Here is my personal experience. A few years ago, I suffered from a condition which required emergency care at a hospital in Vermont and again later while my wife and I were visiting her relatives in Scotland.

For 30 years, my wife and I have received excellent care in Vermont hospitals with one exception. That one-time experience in an emergency room put me through terrible pain and required extensive follow-up which was expensive. Medicare and good supplemental insurance helped.

The care I received in a hospital in Paisley, Scotland, for the same emergency involved the care of a doctor who was careful and took time to help me while causing no pain and solving my problem with no further care required. Three hours in the emergency room there cost me nothing, either from my insurance or out-of-pocket. And I was a visitor from another country.

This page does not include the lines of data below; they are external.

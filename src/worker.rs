use super::{
    errors::{PoolError, TaskError},
    pool::Config,
    program::WorkerProgram,
    result::TaskResult,
};
use std::{
    any::Any,
    panic::{self, AssertUnwindSafe},
    thread,
};
use crossbeam::channel::{self, Receiver, Sender};
use tokio::sync::mpsc;
use tracing::{debug, warn};


/// Порция работы для воркера. `seq` уникален в пределах слота.
pub(crate) struct Dispatch<S> {
    pub seq: u64,
    pub data: S,
}

/// Сообщение воркера координатору о завершении одного диспатча
pub(crate) struct Completion<R, E> {
    pub slot: usize,
    pub seq: u64,
    pub outcome: TaskResult<R, E>,
}

pub(crate) type CompletionSender<P> = mpsc::UnboundedSender<
    Completion<<P as WorkerProgram>::Output, <P as WorkerProgram>::Error>,
>;

/// Постоянный воркер: отдельный OS-поток со своим inbox.
/// Живёт, пока не вызван `terminate` или пока handle не дропнут.
pub(crate) struct Worker<P: WorkerProgram> {
    slot: usize,
    inbox: Option<Sender<Dispatch<P::Input>>>,
    thread: Option<thread::JoinHandle<()>>,
}

impl<P: WorkerProgram> Worker<P> {
    pub fn spawn(
        slot: usize,
        program: P,
        config: &Config,
        events: CompletionSender<P>,
    ) -> Result<Self, PoolError> {
        let (tx, rx) = channel::unbounded();

        let mut builder = thread::Builder::new()
            .name(format!("{}-{}", config.thread_name_prefix, slot));
        if let Some(size) = config.stack_size {
            builder = builder.stack_size(size);
        }

        let thread = builder
            .spawn(move || Self::run_loop(slot, program, rx, events))
            .map_err(|source| PoolError::Spawn { slot, source })?;

        debug!(slot, "worker spawned");

        Ok(Self {
            slot,
            inbox: Some(tx),
            thread: Some(thread),
        })
    }

    fn run_loop(
        slot: usize,
        mut program: P,
        inbox: Receiver<Dispatch<P::Input>>,
        events: CompletionSender<P>,
    ) {
        // recv вернёт ошибку, когда координатор закроет inbox
        for Dispatch { seq, data } in inbox.iter() {
            let outcome = match panic::catch_unwind(AssertUnwindSafe(|| program.run(data))) {
                Ok(Ok(value)) => Ok(value),
                Ok(Err(e)) => Err(TaskError::Failed(e)),
                Err(panic_info) => {
                    let message = panic_message(&*panic_info);
                    warn!(slot, seq, %message, "worker program panicked");
                    Err(TaskError::Panic(message))
                }
            };

            if events.send(Completion { slot, seq, outcome }).is_err() {
                break;
            }
        }
    }

    /// Отдаёт данные воркеру. Если поток уже завершился, данные возвращаются.
    pub fn send(&self, dispatch: Dispatch<P::Input>) -> Result<(), Dispatch<P::Input>> {
        match &self.inbox {
            Some(inbox) => inbox.send(dispatch).map_err(|e| e.into_inner()),
            None => Err(dispatch),
        }
    }

    #[inline]
    pub fn is_alive(&self) -> bool {
        self.inbox.is_some()
    }

    /// Закрывает inbox и дожидается выхода потока.
    /// Вызывать только для простаивающего воркера: он заблокирован на recv
    /// и выходит сразу после закрытия канала.
    pub fn terminate(&mut self) -> bool {
        let was_alive = self.inbox.take().is_some();
        if let Some(thread) = self.thread.take() {
            if thread.join().is_err() {
                warn!(slot = self.slot, "worker thread exited with a panic");
            }
        }
        was_alive
    }

    /// Отпускает поток без join: закрывает inbox и отвязывает handle.
    /// Для воркера, который уже не принимает задачи.
    pub fn detach(&mut self) {
        self.inbox.take();
        self.thread.take();
    }
}

impl<P: WorkerProgram> Drop for Worker<P> {
    fn drop(&mut self) {
        // Без join: поток может быть ещё занят задачей. Он выйдет сам,
        // как только закончит её и увидит закрытый inbox.
        self.inbox.take();
    }
}

fn panic_message(panic_info: &(dyn Any + Send)) -> String {
    if let Some(s) = panic_info.downcast_ref::<&str>() {
        (*s).to_string()
    } else if let Some(s) = panic_info.downcast_ref::<String>() {
        s.clone()
    } else {
        format!("{:?}", panic_info)
    }
}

In the last several years, my wife and I have traveled extensively, often asking people about health care in the countries we were visiting. We found that in countries with a national health service, care was provided for people on the basis of need, not based on citizenship or residency or any insurance they had to pay for.

What people are spending on health care in other advanced nations is less than what we spend in this country for insurance, co-pays, deductibles and all the rest. And the care is often better. I pray all the time that in our great country, especially right here in Vermont, we will work through the details so that everyone’s basic need for health care will no longer be the cause of deep anxiety, financial crisis and desperation, the way it is for too many people here now.